Re: [sidr] [Technical Errata Reported] RFC8416 (7080)

2022-08-21 Thread Warren Kumari

Dear SIDROPS, at al,

I believe that this Errata is correct, and I intends to mark it Verified
unless I hear a clear objection by this Friday (August 26th).

W



On Wed, Aug 10, 2022 at 5:25 PM, Ben Maddison <
benm=40workonline.afr...@dmarc.ietf.org> wrote:

> Adding sidrops@
>
> On 08/10, RFC Errata System wrote:
>
> The following errata report has been submitted for RFC8416,
> "Simplified Local Internet Number Resource Management with the RPKI
> (SLURM)".
>
> --
> You may review the report below and at:
> https://www.rfc-editor.org/errata/eid7080
>
> --
> Type: Technical
> Reported by: Ben Maddison 
>
> Section: 3.4.2
>
> Original Text
> -
> The above is expressed as a value of the "bgpsecAssertions" member, as an
> array of zero or more objects.
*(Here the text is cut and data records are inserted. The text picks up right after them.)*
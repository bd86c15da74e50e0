/*!
Reference-line smoothing by **finite-element position deviation** with a
sequential-quadratic-programming (SQP) curvature loop, solved by [`totsu_core`].

<script src="https://polyfill.io/v3/polyfill.min.js?features=es6"></script>
<script id="MathJax-script" async src="https://cdn.jsdelivr.net/npm/mathjax@3/es5/tex-mml-chtml.js"></script>

Given reference points \\(r_0, \ldots, r_{n-1} \in \mathbb{R}^2\\) and bound radii \\(b_i \ge 0\\),
the smoothed points \\(p_i\\) minimize
\\[
w_f \sum_{i=1}^{n-2} \\| p_{i-1} - 2 p_i + p_{i+1} \\|^2
+ w_l \sum_{i=0}^{n-2} \\| p_{i+1} - p_i \\|^2
+ w_r \sum_{i=0}^{n-1} \\| p_i - r_i \\|^2
+ w_s \sum_{i=1}^{n-2} s_i
\\]
subject to \\( r_i - b_i \preceq p_i \preceq r_i + b_i \\), \\( s_i \ge 0 \\) and a curvature limit
\\( \\| p_{i-1} - 2 p_i + p_{i+1} \\|^2 \le \kappa^2 + s_i \\) that is re-linearized around
the latest iterate on every outer iteration.

# General usage

1. Create a [`FemPosSqpSmoother`] instance and optionally set its parameters through
   [`FemPosSqpSmoother::par`].
1. Invoke [`FemPosSqpSmoother::try_solve`] with the reference points and bound radii.
1. Read the smoothed sequences from the resulted [`SmoothedPath`].

[`FemPosSqpInterface`] wraps the same procedure behind a stateful `solve() -> bool` interface.

# Examples

```
use fempos_sqp::prelude::*;

//env_logger::init(); // Use any logger crate as `fempos_sqp` uses `log` crate.

let ref_points = [(0., 0.), (1., 0.05), (2., -0.05), (3., 0.05), (4., 0.)];
let bounds = [0.2; 5];

let s = FemPosSqpSmoother::new().par(|p| {
    p.weight_fem_pos_deviation = 10.;
    p.qp.max_iter = Some(200_000);
});
let rslt = s.try_solve(&ref_points, &bounds).unwrap();

assert_eq!(rslt.x.len(), ref_points.len());
for (i, &(rx, ry)) in ref_points.iter().enumerate() {
    assert!((rslt.x[i] - rx).abs() <= 0.2 + 1e-3);
    assert!((rslt.y[i] - ry).abs() <= 0.2 + 1e-3);
}
```
*/

mod error;

pub use error::*;

//

mod dims;

pub use dims::*;

//

mod cscmat;

pub use cscmat::*;

//

mod kernel;

pub use kernel::*;

//

mod constraint;

pub use constraint::*;

//

mod warmstart;

pub use warmstart::*;

//

mod qp;

pub use qp::*;

//

mod param;

pub use param::*;

//

mod smoother;

pub use smoother::*;

//

/// Prelude
pub mod prelude
{
    pub use crate::{FemPosSqpSmoother, FemPosSqpInterface, SmootherParam, SmoothedPath, SmootherError, set_par_by_env};
    pub use crate::{QpSettings, QpStatus};
    pub use totsu_core::FloatGeneric;
}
Each object MUST contain one each of all of
> the following members:
>
> o An "asn" member, whose value is a number.
>
> o An "SKI" member, whose value is the Base64 encoding without trailing '='
> (Section 5 of [RFC4648]) of the certificate's Subject Key Identifier as
> described in Section 4.8.2 of [RFC6487] (This is the value of the ASN.1
> OCTET STRING without the ASN.1 tag or length fields.)
>
> o A "routerPublicKey" member, whose value is the Base64 encoding without
> trailing '=' (Section 5 of [RFC4648]) of the equivalent to the
> subjectPublicKeyInfo value of the router certificate's public key, as
> described in [RFC8208]. This is the full ASN.1 DER encoding of the
> subjectPublicKeyInfo, including the ASN.1 tag and length values of the
> subjectPublicKeyInfo SEQUENCE.
>
> Corrected Text
> --
> The above is expressed as a value of the "bgpsecAssertions" member, as an
> array of zero or more objects. Each object MUST contain one each of all of
> the following members:
>
> o An "asn" member, whose value is a number.
>
> o An "SKI" member, whose value is the Base64 encoding without trailing '='
> (Section 5 of [RFC4648]) of the certificate's Subject Key Identifier as
> described in Section 4.8.2 of [RFC6487] (This is the value of the ASN.1
> OCTET STRING without the ASN.1 tag or length fields.)
>
> o A "routerPublicKey" member, whose value is the Base64 encoding without
> trailing '=' (Section 5 of [RFC4648]) of the equivalent to the
> subjectPublicKeyInfo value of the router certificate's public key, as
> described in [RFC8208]. This is the full ASN.1 DER encoding of the
> subjectPublicKeyInfo, including the ASN.1 tag and length values of the
> subjectPublicKeyInfo SEQUENCE.
>
> In addition, each object MAY contain one optional "comment" member, whose
> value is a string.
>
> Notes
> -
> The "comment" member is allowed to appear in every other structure defined
> by the document, and was clearly intended to be allowed here too, since it
> appears in the examples presented in sections 3.4.2 and 3.5
>
> Instructions:
> -
> This erratum is currently posted as "Reported". If necessary, please use
> "Reply All" to discuss whether it should be verified or rejected. When a
> decision is reached, the verifying party can log in to change the status
> and edit the report, if necessary.
>
> --
> RFC8416 (draft-ietf-sidr-slurm-08)
> --
> Title : Simplified Local Internet Number Resource Management with the RPKI
> (SLURM) Publication Date : August 2018
> Author(s) : D. Ma, D. Mandelberg, T. Bruijnzeels Category : PROPOSED
> STANDARD
> Source : Secure Inter-Domain Routing
> Area : Routing
> Stream : IETF
> Verifying Party : IESG
>
> ___
> sidr mailing list
> sidr@ietf.org
> https://www.ietf.org/mailman/listinfo/sidr
>
>
___
sidr mailing list
sidr@ietf.org
https://www.ietf.org/mailman/listinfo/sidr

Re: [sidr] [Technical Errata Reported] RFC8416 (7080)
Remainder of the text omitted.